Political appointees in the outgoing administration of Donald Trump repeatedly interfered in more than a dozen government reports detailing scientific findings about the spread of COVID-19, a House investigation panel reported Monday.

Rep. James Clyburn (D-S.C.) said investigators found evidence of a "political pressure campaign" to "bully" professionals at the Centers for Disease Control and Prevention (CDC), and says the pattern of behavior may have been a coordinated attempt to "cripple the nation's coronavirus response in a misguided effort to achieve herd immunity."

Alex Azar is one of the figures at the center of this alleged coverup.

From the Associated Press:

The committee's topline findings were detailed in a 20-page letter to Azar and Redfield that centered on the actions of two political appointees earlier this year at HHS. New York political operative and Trump loyalist Michael Caputo was installed as the department's top spokesman during a period of high tension between White House officials and Azar. Caputo brought health researcher Paul Alexander with him as an adviser. Both men have since left the agency.

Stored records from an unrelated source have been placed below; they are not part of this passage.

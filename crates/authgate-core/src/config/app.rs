//! Server and CORS configuration.

use serde::{Deserialize, Serialize};

/// HTTP server configuration.
#[derive(Debug, Clone, Serialize, Deserialize)]
pub struct ServerConfig {
    /// Bind address.
    #[serde(default = "default_host")]
    pub host: String,
    /// Bind port.
    #[serde(default = "default_port")]
    pub port: u16,
    /// Graceful shutdown timeout in seconds.
    #[serde(default = "default_shutdown_grace")]
    pub shutdown_grace_seconds: u64,
    /// CORS configuration.
    #[serde(default)]
    pub cors: CorsConfig,
}

impl Default for ServerConfig {
    fn default() -> Self {
        Self {
            host: default_host(),
            port: default_port(),
            shutdown_grace_seconds: default_shutdown_grace(),
            cors: CorsConfig::default(),
        }
    }
}

/// CORS (Cross-Origin Resource Sharing) configuration.
#[derive(Debug, Clone, Serialize, Deserialize)]
pub struct CorsConfig {
    /// Allowed origins (use `["*"]` for development only).
    #[serde(default = "default_allowed_origins")]
    pub allowed_origins: Vec<String>,
    /// Allowed HTTP methods.
    #[serde(default = "default_allowed_methods")]
    pub allowed_methods: Vec<String>,
    /// Allowed HTTP headers.
    #[serde(default = "default_allowed_headers")]
    pub allowed_headers: Vec<String>,
    /// Max age for preflight cache in seconds.
    #[serde(default = "default_max_age")]
    pub max_age_seconds: u64,
}

impl Default for CorsConfig {
    fn default() -> Self {
        Self {
            allowed_origins: default_allowed_origins(),
            allowed_methods: default_allowed_methods(),
            allowed_headers: default_allowed_headers(),
            max_age_seconds: default_max_age(),
        }
    }
}

fn default_host() -> String {
    "0.0.0.0".to_string()
}

fn default_port() -> u16 {
    4000
}

fn default_shutdown_grace() -> u64 {
    30
}

fn default_allowed_origins() -> Vec<String> {
    vec!["http://localhost:5173".to_string()]
}

fn default_allowed_methods() -> Vec<String> {
    vec!["GET".to_string(), "POST".to_string(), "OPTIONS".to_string()]
}

fn default_allowed_headers() -> Vec<String> {
    vec!["authorization".to_string(), "content-type".to_string()]
}

fn default_max_age() -> u64 {
    3600
}
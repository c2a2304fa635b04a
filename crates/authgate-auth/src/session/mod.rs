//! Refresh session registry and lifecycle management.

pub mod manager;
pub mod store;

pub use manager::SessionManager;
pub use store::{RefreshSession, SessionStore};
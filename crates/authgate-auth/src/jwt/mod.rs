//! JWT token encoding, decoding, and claims management.

pub mod claims;
pub mod decoder;
pub mod encoder;

pub use claims::{Claims, TokenType};
pub use decoder::JwtDecoder;
pub use encoder::{IssuedAccess, IssuedRefresh, JwtEncoder};
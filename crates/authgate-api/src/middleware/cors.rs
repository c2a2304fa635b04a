//! CORS layer configuration.

use axum::http::{HeaderName, HeaderValue, Method};
use tower_http::cors::{Any, CorsLayer};

use authgate_core::config::app::CorsConfig;

/// Builds a CORS tower layer from configuration.
pub fn build_cors_layer(config: &CorsConfig) -> CorsLayer {
    let mut layer = CorsLayer::new();

    // Origins. Credentials (the refresh cookie) are only allowed with
    // explicit origins; a wildcard forbids them.
    if config.allowed_origins.contains(&"*".to_string()) {
        layer = layer.allow_origin(Any);
    } else {
        let origins: Vec<HeaderValue> = config
            .allowed_origins
            .iter()
            .filter_map(|o| o.parse().ok())
            .collect();
        layer = layer.allow_origin(origins).allow_credentials(true);
    }

    // Methods
    let methods: Vec<Method> = config
        .allowed_methods
        .iter()
        .filter_map(|m| m.parse().ok())
        .collect();
    layer = layer.allow_methods(methods);

    // Headers. A wildcard cannot be combined with credentials, so explicit
    // names are the default.
    if config.allowed_headers.contains(&"*".to_string()) {
        layer = layer.allow_headers(Any);
    } else {
        let headers: Vec<HeaderName> = config
            .allowed_headers
            .iter()
            .filter_map(|h| h.parse().ok())
            .collect();
        layer = layer.allow_headers(headers);
    }

    layer.max_age(std::time::Duration::from_secs(config.max_age_seconds))
}
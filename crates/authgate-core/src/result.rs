//! Convenience result type alias for AuthGate.

use crate::error::AppError;

/// A specialized `Result` type for AuthGate operations.
///
/// This is defined as a convenience so that every crate does not need to
/// write `Result<T, AppError>` explicitly.
pub type AppResult<T> = Result<T, AppError>;
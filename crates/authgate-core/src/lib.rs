//! # authgate-core
//!
//! Core crate for AuthGate. Contains configuration schemas and the
//! unified error system.
//!
//! This crate has **no** internal dependencies on other AuthGate crates.

pub mod config;
pub mod error;
pub mod result;

pub use error::AppError;
pub use result::AppResult;
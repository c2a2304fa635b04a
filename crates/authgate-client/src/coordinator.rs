//! Refresh coordination: at most one refresh in flight system-wide.
//!
//! All concurrent refresh triggers join the same in-flight operation and
//! receive its result. On success the token cache is updated with
//! cause=refresh before waiters resolve; on a terminal rejection the cache
//! is cleared since the user must log in again.

use std::sync::Arc;

use futures::FutureExt;
use tracing::debug;

use crate::error::ClientError;
use crate::single_flight::SingleFlight;
use crate::token_cache::{ChangeCause, TokenCache};
use crate::transport::{AuthTransport, IssuedToken};

/// Deduplicates concurrent refresh attempts into a single operation.
pub struct RefreshCoordinator<T: AuthTransport + ?Sized> {
    cache: Arc<TokenCache>,
    transport: Arc<T>,
    flight: SingleFlight<IssuedToken, ClientError>,
}

impl<T: AuthTransport + ?Sized + 'static> RefreshCoordinator<T> {
    /// Creates a coordinator over the given cache and transport.
    pub fn new(cache: Arc<TokenCache>, transport: Arc<T>) -> Self {
        Self {
            cache,
            transport,
            flight: SingleFlight::new(),
        }
    }

    /// Joins the in-flight refresh if one exists, otherwise starts one.
    ///
    /// No timeout is imposed; a stalled transport blocks every joined
    /// waiter until it settles.
    pub async fn trigger_refresh(&self) -> Result<IssuedToken, ClientError> {
        let transport = Arc::clone(&self.transport);
        let cache = Arc::clone(&self.cache);

        let result = self
            .flight
            .run(move || {
                async move {
                    debug!("Starting refresh");
                    let issued = transport.refresh().await?;
                    cache.set(
                        issued.access_token.clone(),
                        issued.expires_in_sec,
                        ChangeCause::Refresh,
                    );
                    Ok(issued)
                }
                .boxed()
            })
            .await;

        if matches!(result, Err(ClientError::RefreshRejected(_))) {
            // Re-login required; stale token must not be reused.
            self.cache.clear();
        }

        result
    }
}

impl<T: AuthTransport + ?Sized> std::fmt::Debug for RefreshCoordinator<T> {
    fn fmt(&self, f: &mut std::fmt::Formatter<'_>) -> std::fmt::Result {
        f.debug_struct("RefreshCoordinator")
            .field("flight", &self.flight)
            .finish()
    }
}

But for months, the letter alleges, they waged a campaign to block or change articles on the COVID-19 pandemic in a CDC publication called the Morbidity and Mortality Weekly Report, or MMWR, which is closely followed by the public health community.

Investigators said the campaign:

— Sought to block or change more than a dozen MMWR articles, sometimes succeeding in getting changes to draft language and at other times delaying publication as internal arguments raged.

— Intensely challenged articles that detailed scientific findings on the spread of COVID-19 among children. This came during a time when President Donald Trump was adamantly urging a return to in-person schooling in the fall. Those included reports about outbreaks in summer camps, data on hospitalization rates among children, and findings about a dangerous condition called "multi-inflammatory syndrome," which afflicts some children who get sick from the coronavirus.

__ Attacked a draft MMWR article showing a jump in prescriptions for hydroxychloroquine, an anti-malaria drug that Trump embraced early on as a "game changer" only to ultimately learn it could do more harm than good. HHS even went so far as to draft an op-ed rebutting the CDC article, although it was never published. The op-ed accused the MMWR authors of trying to grab headlines, calling them a "disgrace to public service."